Attorney General Bob Ferguson has gained the latest, most influential endorsement in his campaign for Governor, as U.S. Sen. Maria Cantwell joins five members of Congress, plus an incumbent and former governor and a bevy of Democratic-aligned interest groups in the Fergy camp.
“I am surprised so many organizations have made early endorsements,” Ferguson told a Seattle fundraiser Thursday night, to which he delivered news of Cantwell’s support. He isn’t really that surprised, having worked months and deployed his role as a hyperactive AG to roll up support and take up dollars.
As the advanced age of government bigwigs in Washington, D.C., becomes an issue, legal challenges brought against the Trump Administration have spawned a new batch of Democratic leaders. They needed to be resourceful and took a great deal of public abuse from the 45th president. Nowadays, they are going places.
Two of Ferguson’s compatriots in successfully suing Trump, Attorneys General Maura Healey in Massachusetts and Josh Shapiro in Pennsylvania, won election as governors in 2022. A third, California AG Xavier Becerra, was named to a top job in the Biden Administration as U.S. Secretary of Health and Human Services.
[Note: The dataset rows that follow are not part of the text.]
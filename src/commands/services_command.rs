//! Service catalog listing command

use clap::ArgMatches;
use log::info;

use crate::catalog::ServiceCatalog;
use crate::commands::command_traits::Command;
use crate::commands::load_catalog;
use crate::errors::QInfraResult;

/// Command printing every catalog service with its variants
pub struct ServicesCommand {
    catalog: ServiceCatalog,
}

impl ServicesCommand {
    pub fn new(args: &ArgMatches) -> QInfraResult<Self> {
        Ok(ServicesCommand {
            catalog: load_catalog(args)?,
        })
    }

    /// Human readable catalog overview
    pub fn describe(&self) -> QInfraResult<String> {
        let mut out = String::new();
        for name in self.catalog.names() {
            let definition = self.catalog.definition(name)?;
            let resolved = self.catalog.resolve(name, None)?;

            out.push_str(&format!("{} - {}\n", name, definition.label));
            if !definition.description.is_empty() {
                out.push_str(&format!("  {}\n", definition.description));
            }
            let variants = definition.variant_keys();
            if !variants.is_empty() {
                let listed: Vec<String> = variants
                    .iter()
                    .map(|v| if Some(*v) == resolved.variant.as_deref() { format!("{}*", v) } else { v.to_string() })
                    .collect();
                out.push_str(&format!("  Variants: {}\n", listed.join(", ")));
            }
            out.push_str(&format!("  Request: {}\n", resolved.request));
        }
        Ok(out)
    }
}

impl Command for ServicesCommand {
    fn execute(&self) -> QInfraResult<()> {
        info!("Listing {} services", self.catalog.names().len());
        print!("{}", self.describe()?);
        Ok(())
    }
}
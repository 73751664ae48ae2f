use std::process;
use log::{error, LevelFilter};

// Import from your library
use qinfra::utils::logger::Logger;
use qinfra::commands::{build_cli, CommandFactory, QInfraCommandFactory};

fn main() {
    let matches = build_cli().get_matches();

    let level = if matches.get_flag("verbose") { LevelFilter::Debug } else { LevelFilter::Info };

    let logger = match matches.get_one::<String>("log-file") {
        Some(log_file) => {
            if let Err(e) = Logger::init_global_logger(log_file, level) {
                eprintln!("Error setting up global logger: {}", e);
                process::exit(1);
            }
            // Audit trail lives next to the log file
            match Logger::new(&format!("{}.audit", log_file)) {
                Ok(l) => l,
                Err(e) => {
                    eprintln!("Error initializing logger: {}", e);
                    process::exit(1);
                }
            }
        }
        None => {
            env_logger::Builder::from_env(env_logger::Env::default().default_filter_or(level.as_str()))
                .init();
            Logger::console()
        }
    };

    let factory = QInfraCommandFactory::new();

    let command_result = factory.create_command(&matches, &logger);
    match command_result {
        Ok(command) => {
            if let Err(e) = command.execute() {
                error!("Command execution error: {}", e);
                eprintln!("Error: {}", e);
                process::exit(1);
            }
        },
        Err(e) => {
            error!("Failed to create command: {}", e);
            eprintln!("Error: {}", e);
            process::exit(1);
        }
    };
}
//! WMTS capabilities checking
//!
//! Parses the `Contents/Layer` part of a WMTS GetCapabilities document and
//! reports which catalog layers a service does not actually offer, or does
//! not offer in the target frame.

use std::fs;

use log::debug;
use quick_xml::events::Event;
use quick_xml::Reader;

use super::definition::ServiceDefinition;
use crate::constants::frame;
use crate::errors::{QInfraError, QInfraResult};

/// One layer advertised by a capabilities document
#[derive(Debug, Clone, PartialEq, Default)]
pub struct CapabilityLayer {
    pub identifier: String,
    /// Tile matrix sets linked to this layer ("EPSG:28992", ...)
    pub tile_matrix_sets: Vec<String>,
}

/// The parts of a capabilities document the catalog check needs
#[derive(Debug, Clone, PartialEq, Default)]
pub struct Capabilities {
    pub layers: Vec<CapabilityLayer>,
}

impl Capabilities {
    /// Parse a GetCapabilities XML document
    pub fn parse(xml: &str) -> QInfraResult<Self> {
        let mut reader = Reader::from_str(xml);
        reader.config_mut().trim_text(true);

        let mut path: Vec<String> = Vec::new();
        let mut layers: Vec<CapabilityLayer> = Vec::new();

        loop {
            match reader.read_event() {
                Ok(Event::Start(e)) => {
                    let name = String::from_utf8_lossy(e.local_name().as_ref()).into_owned();
                    if name == "Layer" && path.last().map(String::as_str) == Some("Contents") {
                        layers.push(CapabilityLayer::default());
                    }
                    path.push(name);
                }
                Ok(Event::End(_)) => {
                    path.pop();
                }
                Ok(Event::Text(text)) => {
                    let value = text.unescape()
                        .map_err(|e| QInfraError::InvalidInput(format!("Bad text in capabilities: {}", e)))?
                        .trim()
                        .to_string();
                    let Some(layer) = layers.last_mut() else { continue };

                    if path_ends_with(&path, &["Contents", "Layer", "Identifier"]) {
                        layer.identifier = value;
                    } else if path_ends_with(&path, &["Layer", "TileMatrixSetLink", "TileMatrixSet"]) {
                        layer.tile_matrix_sets.push(value);
                    }
                }
                Ok(Event::Eof) => break,
                Err(e) => {
                    return Err(QInfraError::InvalidInput(format!(
                        "Malformed capabilities document at byte {}: {}",
                        reader.buffer_position(), e
                    )));
                }
                _ => {}
            }
        }

        debug!("Parsed {} layers from capabilities document", layers.len());
        Ok(Capabilities { layers })
    }

    /// Read and parse a capabilities document from disk
    pub fn from_file(path: &str) -> QInfraResult<Self> {
        let xml = fs::read_to_string(path)?;
        Self::parse(&xml)
    }

    pub fn layer(&self, identifier: &str) -> Option<&CapabilityLayer> {
        self.layers.iter().find(|l| l.identifier == identifier)
    }
}

fn path_ends_with(path: &[String], suffix: &[&str]) -> bool {
    path.len() >= suffix.len() &&
        path[path.len() - suffix.len()..].iter().zip(suffix).all(|(a, b)| a == b)
}

/// Outcome of checking one service against its capabilities
#[derive(Debug, Clone, PartialEq)]
pub struct CapabilityReport {
    pub service: String,
    /// Catalog layers the service does not advertise
    pub missing_layers: Vec<String>,
    /// Layers that exist but are not offered in the target frame
    pub missing_frame: Vec<String>,
}

impl CapabilityReport {
    pub(crate) fn build(definition: &ServiceDefinition, capabilities: &Capabilities) -> Self {
        let mut missing_layers = Vec::new();
        let mut missing_frame = Vec::new();

        for identifier in definition.layer_identifiers() {
            match capabilities.layer(identifier) {
                None => missing_layers.push(identifier.to_string()),
                Some(layer) if !layer.tile_matrix_sets.iter().any(|s| s == frame::TARGET_CODE) => {
                    missing_frame.push(identifier.to_string())
                }
                Some(_) => {}
            }
        }

        CapabilityReport {
            service: definition.key.clone(),
            missing_layers,
            missing_frame,
        }
    }

    pub fn is_ok(&self) -> bool {
        self.missing_layers.is_empty() && self.missing_frame.is_empty()
    }
}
Ferguson and North Carolina AG Josh Stein are on the trail seeking open 2024 gubernatorial seats. Ferguson has raised more than $4.191 million, far outpacing the competition. He has visited each of the state’s 39 counties and staged big show-of-strength fundraisers beginning in Seattle and Tacoma. The latest was held in Vancouver.
“We are in the most competitive election race in the country,” Stein said this week on his second Seattle fundraising foray of the year. He is running to succeed Gov. Roy Cooper, a Democrat who twice squeaked in while Trump carried the Tarheel State. Stein faces ultraconservative GOP Lieutenant Governor Mark Robinson, who has called the state’s public schools “bastions of subversion”, described gays and lesbians as “filth,” and agreed on a radio talk show with the host’s anti-Semitic rants.
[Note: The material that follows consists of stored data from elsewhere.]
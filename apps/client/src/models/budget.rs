use serde::{Deserialize, Deserializer, Serialize};
use serde_json::{Map, Number, Value};

/// A number-like budget amount, kept in the form the service or user gave it.
#[derive(Debug, Clone, PartialEq, Serialize)]
#[serde(untagged)]
pub enum Amount {
    Number(Number),
    Text(String),
}

impl Default for Amount {
    fn default() -> Self {
        Amount::Text(String::new())
    }
}

impl Amount {
    /// Numeric value used for display and totals; anything unparseable is 0.
    pub fn value(&self) -> f64 {
        let parsed = match self {
            Amount::Number(n) => n.as_f64(),
            Amount::Text(s) => parse_float_prefix(s),
        };
        parsed.filter(|v| v.is_finite()).unwrap_or(0.0)
    }
}

impl From<Value> for Amount {
    fn from(value: Value) -> Self {
        match value {
            Value::Number(n) => Amount::Number(n),
            Value::String(s) => Amount::Text(s),
            Value::Null => Amount::default(),
            other => Amount::Text(other.to_string()),
        }
    }
}

impl From<&str> for Amount {
    fn from(raw: &str) -> Self {
        Amount::Text(raw.to_string())
    }
}

impl<'de> Deserialize<'de> for Amount {
    fn deserialize<D: Deserializer<'de>>(deserializer: D) -> Result<Self, D::Error> {
        Value::deserialize(deserializer).map(Amount::from)
    }
}

/// One line of the cost budget.
#[derive(Debug, Clone, Default, PartialEq, Serialize, Deserialize)]
pub struct BudgetItem {
    #[serde(default, deserialize_with = "lenient_string")]
    pub item: String,
    #[serde(default, deserialize_with = "lenient_string")]
    pub description: String,
    #[serde(default)]
    pub amount: Amount,
    /// Any other keys the service attached; sent back unchanged on export.
    #[serde(flatten)]
    pub extra: Map<String, Value>,
}

fn lenient_string<'de, D: Deserializer<'de>>(deserializer: D) -> Result<String, D::Error> {
    Ok(match Value::deserialize(deserializer)? {
        Value::String(s) => s,
        Value::Null => String::new(),
        other => other.to_string(),
    })
}

/// Leading-number parse: skips leading whitespace, then reads the longest
/// prefix that forms a decimal number ("12.5 USD" is 12.5, "abc" is None).
pub fn parse_float_prefix(raw: &str) -> Option<f64> {
    let s = raw.trim_start();
    let bytes = s.as_bytes();
    let mut end = 0;

    if matches!(bytes.first(), Some(b'+') | Some(b'-')) {
        end += 1;
    }
    let int_start = end;
    while end < bytes.len() && bytes[end].is_ascii_digit() {
        end += 1;
    }
    let mut digits = end - int_start;

    if end < bytes.len() && bytes[end] == b'.' {
        let frac_start = end + 1;
        let mut frac_end = frac_start;
        while frac_end < bytes.len() && bytes[frac_end].is_ascii_digit() {
            frac_end += 1;
        }
        digits += frac_end - frac_start;
        if digits > 0 {
            end = frac_end;
        }
    }
    if digits == 0 {
        return None;
    }

    if end < bytes.len() && matches!(bytes[end], b'e' | b'E') {
        let mut exp_end = end + 1;
        if matches!(bytes.get(exp_end), Some(b'+') | Some(b'-')) {
            exp_end += 1;
        }
        let exp_digits_start = exp_end;
        while exp_end < bytes.len() && bytes[exp_end].is_ascii_digit() {
            exp_end += 1;
        }
        if exp_end > exp_digits_start {
            end = exp_end;
        }
    }

    s[..end].parse::<f64>().ok()
}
Ferguson is running in a state that hasn’t elected a Republican governor since 1980. The last two open races have been close, however. Chris Gregoire won in 2004 by 133 votes after multiple recounts and a court suit. Jay Inslee trailed Republican AG Rob McKenna through much of 2012, narrowly outpacing his opponent in an election that saw Ferguson elected Attorney General, outpace fellow King County Councilman Reagan Dunn.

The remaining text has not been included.